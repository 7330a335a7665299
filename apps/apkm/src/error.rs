//! CLI error handling

use std::fmt;

use apkm_errors::{Error, UserFacingError};

/// Errors that end the process with a non-zero exit code
#[derive(Debug)]
pub enum CliError {
    /// Anything raised by the library crates
    Ops(Error),
    InvalidArguments(String),
    /// The attempt ended in the Failed state. Its report was already rendered.
    InstallFailed,
    /// Writing command output failed
    Output(std::io::Error),
}

impl fmt::Display for CliError {
    fn fmt(&self, f: &mut fmt::Formatter<'_>) -> fmt::Result {
        match self {
            CliError::Ops(e) => {
                write!(f, "{}", e.user_message())?;
                if let Some(code) = e.user_code() {
                    write!(f, " [{code}]")?;
                }
                if let Some(hint) = e.user_hint() {
                    write!(f, "\n  Hint: {hint}")?;
                }
                if e.is_retryable() {
                    write!(f, "\n  Running the command again may succeed.")?;
                }
                Ok(())
            }
            CliError::InvalidArguments(msg) => write!(f, "Invalid arguments: {msg}"),
            CliError::InstallFailed => write!(f, "Installation failed"),
            CliError::Output(e) => write!(f, "Failed to write output: {e}"),
        }
    }
}

impl std::error::Error for CliError {
    fn source(&self) -> Option<&(dyn std::error::Error + 'static)> {
        match self {
            CliError::Ops(e) => Some(e),
            CliError::Output(e) => Some(e),
            CliError::InvalidArguments(_) | CliError::InstallFailed => None,
        }
    }
}

impl From<Error> for CliError {
    fn from(e: Error) -> Self {
        CliError::Ops(e)
    }
}

impl From<std::io::Error> for CliError {
    fn from(e: std::io::Error) -> Self {
        CliError::Output(e)
    }
}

________________

▶ [PROBLEM DESCRIPTION]:
For every line above that includes the string "InvalidArguments", copy the line.

▶ [SOLUTION FOR THIS TASK]:
    InvalidArguments(String),
            CliError::InvalidArguments(msg) => write!(f, "Invalid arguments: {msg}"),
            CliError::InvalidArguments(_) | CliError::InstallFailed => None,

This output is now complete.